I came across Landscape Object by Imre Bak at the Hungarian National Gallery in Budapest. The work is unapologetically plain, comprised of three rectangles under the words LANDSCAPE OBJECT — one blue, labeled RIVER, and two green, labeled FIELD. The rest of the paper is blank.
One response to this piece is to try to reconcile it with the physical world. As Bak worked in Budapest, the Danube seems like an obvious reference, with Buda and Pest as the green fields on either side. But Landscape Object names no specific river, and provides no scale. The composition is so abstract that it could represent any river on earth.
Bak’s piece is reminiscent in its absurdist universality to the “Map of the Red Sea,” below, from humorist Oliver Herford’s offbeat — and poorly-aged — atlas, The Simple Jography, or How to Know the Earth and Why it Spins:

The Red Sea here is a wash of red ink, which puns on the one between West Asia and Africa. Tautological accuracy, along with unverifiable correspondence to the physical world, is the punchline.

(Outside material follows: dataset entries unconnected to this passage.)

use rust_decimal::Decimal;
use shared::error::AppError;

use crate::pricing::allocator::DEFAULT_WEIGHT_TOLERANCE;
use crate::utils::money::MAX_TAX_RATE_PERCENT;

/// Engine configuration
///
/// # Environment variables
///
/// | Variable | Default | Meaning |
/// |----------|---------|---------|
/// | DEFAULT_TAX_RATE_PERCENT | 16 | Tax rate applied when a request omits it (IVA) |
/// | DEFAULT_MARGIN_PERCENT | 20 | Margin used by `suggest` when none is given |
/// | ALLOCATION_TOLERANCE_PERCENT | 0.5 | Allowed deviation of template weights from 100 |
/// | ROUTE_CATALOG_PATH | - | JSON route catalog file |
/// | LOG_LEVEL | info | tracing level |
/// | LOG_DIR | - | Rolling log directory |
/// | ENVIRONMENT | development | Environment name |
///
/// # Example
///
/// ```ignore
/// DEFAULT_TAX_RATE_PERCENT=8 quote-engine quote request.json
/// ```
#[derive(Debug, Clone)]
pub struct Config {
    pub default_tax_rate_percent: Decimal,
    pub default_margin_percent: Decimal,
    pub allocation_tolerance_percent: Decimal,
    pub route_catalog_path: Option<String>,
    pub log_level: String,
    pub log_dir: Option<String>,
    /// development | staging | production
    pub environment: String,
}

impl Config {
    /// Load configuration from environment variables
    ///
    /// Unset or unparsable variables fall back to their defaults.
    pub fn from_env() -> Self {
        let defaults = Self::default();
        Self {
            default_tax_rate_percent: std::env::var("DEFAULT_TAX_RATE_PERCENT")
                .ok()
                .and_then(|v| v.trim().parse().ok())
                .unwrap_or(defaults.default_tax_rate_percent),
            default_margin_percent: std::env::var("DEFAULT_MARGIN_PERCENT")
                .ok()
                .and_then(|v| v.trim().parse().ok())
                .unwrap_or(defaults.default_margin_percent),
            allocation_tolerance_percent: std::env::var("ALLOCATION_TOLERANCE_PERCENT")
                .ok()
                .and_then(|v| v.trim().parse().ok())
                .unwrap_or(defaults.allocation_tolerance_percent),
            route_catalog_path: std::env::var("ROUTE_CATALOG_PATH")
                .ok()
                .filter(|v| !v.trim().is_empty()),
            log_level: std::env::var("LOG_LEVEL").unwrap_or(defaults.log_level),
            log_dir: std::env::var("LOG_DIR").ok().filter(|v| !v.trim().is_empty()),
            environment: std::env::var("ENVIRONMENT").unwrap_or(defaults.environment),
        }
    }

    /// Reject values the engine cannot work with
    pub fn validate(&self) -> Result<(), AppError> {
        if self.default_tax_rate_percent.is_sign_negative()
            || self.default_tax_rate_percent > MAX_TAX_RATE_PERCENT
        {
            return Err(AppError::config(format!(
                "DEFAULT_TAX_RATE_PERCENT must be in [0, {}], got {}",
                MAX_TAX_RATE_PERCENT, self.default_tax_rate_percent
            ))
            .with_detail("field", "DEFAULT_TAX_RATE_PERCENT"));
        }
        if self.default_margin_percent.is_sign_negative()
            || self.default_margin_percent >= Decimal::ONE_HUNDRED
        {
            return Err(AppError::config(format!(
                "DEFAULT_MARGIN_PERCENT must be in [0, 100), got {}",
                self.default_margin_percent
            ))
            .with_detail("field", "DEFAULT_MARGIN_PERCENT"));
        }
        if self.allocation_tolerance_percent.is_sign_negative() {
            return Err(AppError::config(format!(
                "ALLOCATION_TOLERANCE_PERCENT must be non-negative, got {}",
                self.allocation_tolerance_percent
            ))
            .with_detail("field", "ALLOCATION_TOLERANCE_PERCENT"));
        }
        Ok(())
    }

}

impl Default for Config {
    fn default() -> Self {
        Self {
            default_tax_rate_percent: Decimal::from(16),
            default_margin_percent: Decimal::from(20),
            allocation_tolerance_percent: DEFAULT_WEIGHT_TOLERANCE,
            route_catalog_path: None,
            log_level: "info".into(),
            log_dir: None,
            environment: "development".into(),
        }
    }
}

Art & Language, an English conceptual art collective founded in the 60s, produced several works riffing on the relationship between the map and the territory. The piece below, Map of an Area of Dimensions 12" x 12" Indicating 2,304 1/4" Squares (Map of Itself), “maps” a purely graphical expanse of grid cells.

Conventionally, the purpose of a map is to represent a physical territory. For each of these representations, the graphic is the territory. Entirely self-defined, purely self-referential. The outside world doesn’t have to exist for any of them to be true.
Which, formally speaking, is the case for any map.